- **EXERCISE GOAL**:
The expected answer comprises all lines from the entries that contain the string "wake".

(Stored data)
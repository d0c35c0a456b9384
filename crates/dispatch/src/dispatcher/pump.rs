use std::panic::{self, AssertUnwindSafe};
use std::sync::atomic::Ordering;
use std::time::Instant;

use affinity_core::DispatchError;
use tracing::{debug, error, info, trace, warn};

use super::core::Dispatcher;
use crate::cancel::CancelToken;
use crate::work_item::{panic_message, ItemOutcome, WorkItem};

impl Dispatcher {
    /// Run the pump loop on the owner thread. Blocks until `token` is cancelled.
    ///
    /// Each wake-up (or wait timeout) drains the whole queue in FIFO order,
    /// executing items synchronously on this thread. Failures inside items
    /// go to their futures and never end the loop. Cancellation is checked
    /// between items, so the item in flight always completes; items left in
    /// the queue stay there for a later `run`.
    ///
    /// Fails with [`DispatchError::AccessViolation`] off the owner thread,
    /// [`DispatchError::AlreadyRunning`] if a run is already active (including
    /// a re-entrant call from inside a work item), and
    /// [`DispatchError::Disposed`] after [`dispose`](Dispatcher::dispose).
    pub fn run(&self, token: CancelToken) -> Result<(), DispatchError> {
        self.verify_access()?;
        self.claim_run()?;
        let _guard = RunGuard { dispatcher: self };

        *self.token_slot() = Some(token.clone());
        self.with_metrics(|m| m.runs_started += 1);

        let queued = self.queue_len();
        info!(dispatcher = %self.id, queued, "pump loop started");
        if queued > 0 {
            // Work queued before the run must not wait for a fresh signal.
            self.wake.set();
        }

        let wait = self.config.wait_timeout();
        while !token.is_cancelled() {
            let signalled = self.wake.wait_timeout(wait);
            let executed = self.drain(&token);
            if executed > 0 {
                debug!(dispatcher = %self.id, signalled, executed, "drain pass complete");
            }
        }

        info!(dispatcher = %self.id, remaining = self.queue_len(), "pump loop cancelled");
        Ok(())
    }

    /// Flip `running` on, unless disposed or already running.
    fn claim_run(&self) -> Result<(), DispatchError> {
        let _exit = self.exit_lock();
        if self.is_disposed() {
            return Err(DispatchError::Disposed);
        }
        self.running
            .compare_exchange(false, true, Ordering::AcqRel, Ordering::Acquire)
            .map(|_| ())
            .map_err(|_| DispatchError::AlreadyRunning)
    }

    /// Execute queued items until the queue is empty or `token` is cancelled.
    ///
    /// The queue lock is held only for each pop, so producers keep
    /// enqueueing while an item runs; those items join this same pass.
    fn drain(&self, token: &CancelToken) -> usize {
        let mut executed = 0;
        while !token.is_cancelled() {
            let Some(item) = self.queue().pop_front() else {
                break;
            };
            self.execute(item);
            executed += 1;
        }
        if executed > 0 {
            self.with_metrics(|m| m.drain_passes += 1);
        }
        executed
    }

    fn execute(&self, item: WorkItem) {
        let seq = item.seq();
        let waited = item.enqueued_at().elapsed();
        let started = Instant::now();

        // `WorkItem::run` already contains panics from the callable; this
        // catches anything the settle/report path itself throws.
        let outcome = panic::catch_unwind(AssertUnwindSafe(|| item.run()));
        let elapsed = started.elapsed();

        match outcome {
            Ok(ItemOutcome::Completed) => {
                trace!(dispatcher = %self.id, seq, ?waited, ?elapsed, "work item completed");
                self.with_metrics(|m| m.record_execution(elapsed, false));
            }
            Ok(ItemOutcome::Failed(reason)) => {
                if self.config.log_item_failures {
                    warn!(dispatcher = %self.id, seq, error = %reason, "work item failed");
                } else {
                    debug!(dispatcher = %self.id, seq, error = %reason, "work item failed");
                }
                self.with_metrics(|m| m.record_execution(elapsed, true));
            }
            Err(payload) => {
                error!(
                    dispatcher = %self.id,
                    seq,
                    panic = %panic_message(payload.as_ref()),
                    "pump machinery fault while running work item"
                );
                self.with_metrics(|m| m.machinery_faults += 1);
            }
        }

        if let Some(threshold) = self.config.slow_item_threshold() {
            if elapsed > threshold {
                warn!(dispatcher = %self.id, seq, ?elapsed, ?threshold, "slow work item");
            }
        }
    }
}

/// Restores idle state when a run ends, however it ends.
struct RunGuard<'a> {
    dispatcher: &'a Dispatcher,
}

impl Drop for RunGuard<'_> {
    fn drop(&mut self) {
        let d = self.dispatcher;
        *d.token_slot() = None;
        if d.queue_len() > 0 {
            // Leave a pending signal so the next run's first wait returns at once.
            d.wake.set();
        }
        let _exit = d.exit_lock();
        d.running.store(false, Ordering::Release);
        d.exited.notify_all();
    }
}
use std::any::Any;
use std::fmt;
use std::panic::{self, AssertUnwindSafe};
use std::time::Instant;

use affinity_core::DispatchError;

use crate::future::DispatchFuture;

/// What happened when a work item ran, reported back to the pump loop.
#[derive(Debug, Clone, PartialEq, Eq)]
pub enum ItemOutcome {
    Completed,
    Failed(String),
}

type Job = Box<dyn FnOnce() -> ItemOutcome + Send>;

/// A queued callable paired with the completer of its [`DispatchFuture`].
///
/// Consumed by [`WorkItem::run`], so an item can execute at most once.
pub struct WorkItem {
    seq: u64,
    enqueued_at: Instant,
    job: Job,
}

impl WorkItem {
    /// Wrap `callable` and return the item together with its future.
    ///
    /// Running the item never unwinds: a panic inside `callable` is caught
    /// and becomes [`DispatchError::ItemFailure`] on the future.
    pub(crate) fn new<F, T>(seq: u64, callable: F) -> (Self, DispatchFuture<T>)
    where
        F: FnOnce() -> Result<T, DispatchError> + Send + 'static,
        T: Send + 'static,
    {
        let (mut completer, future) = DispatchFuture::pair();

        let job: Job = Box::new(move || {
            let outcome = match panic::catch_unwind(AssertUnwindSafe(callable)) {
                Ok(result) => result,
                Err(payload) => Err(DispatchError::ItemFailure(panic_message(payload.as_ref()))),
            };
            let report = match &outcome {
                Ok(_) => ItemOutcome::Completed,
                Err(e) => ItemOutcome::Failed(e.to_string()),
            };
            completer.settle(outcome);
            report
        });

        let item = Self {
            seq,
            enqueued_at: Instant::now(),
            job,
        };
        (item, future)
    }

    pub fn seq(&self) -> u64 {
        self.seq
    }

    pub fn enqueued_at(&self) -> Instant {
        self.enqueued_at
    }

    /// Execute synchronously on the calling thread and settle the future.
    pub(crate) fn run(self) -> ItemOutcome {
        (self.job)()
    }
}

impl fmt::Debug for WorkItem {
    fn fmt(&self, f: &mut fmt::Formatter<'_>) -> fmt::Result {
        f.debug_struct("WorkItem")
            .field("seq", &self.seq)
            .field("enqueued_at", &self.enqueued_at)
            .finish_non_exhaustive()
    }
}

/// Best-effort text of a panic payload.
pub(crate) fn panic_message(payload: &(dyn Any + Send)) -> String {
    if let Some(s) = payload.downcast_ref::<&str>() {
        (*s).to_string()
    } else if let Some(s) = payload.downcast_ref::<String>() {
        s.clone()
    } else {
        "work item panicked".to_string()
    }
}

- **RESPONSE BOX**:
    /// Each wake-up (or wait timeout) drains the whole queue in FIFO order,
            self.wake.set();
            let signalled = self.wake.wait_timeout(wait);
            d.wake.set();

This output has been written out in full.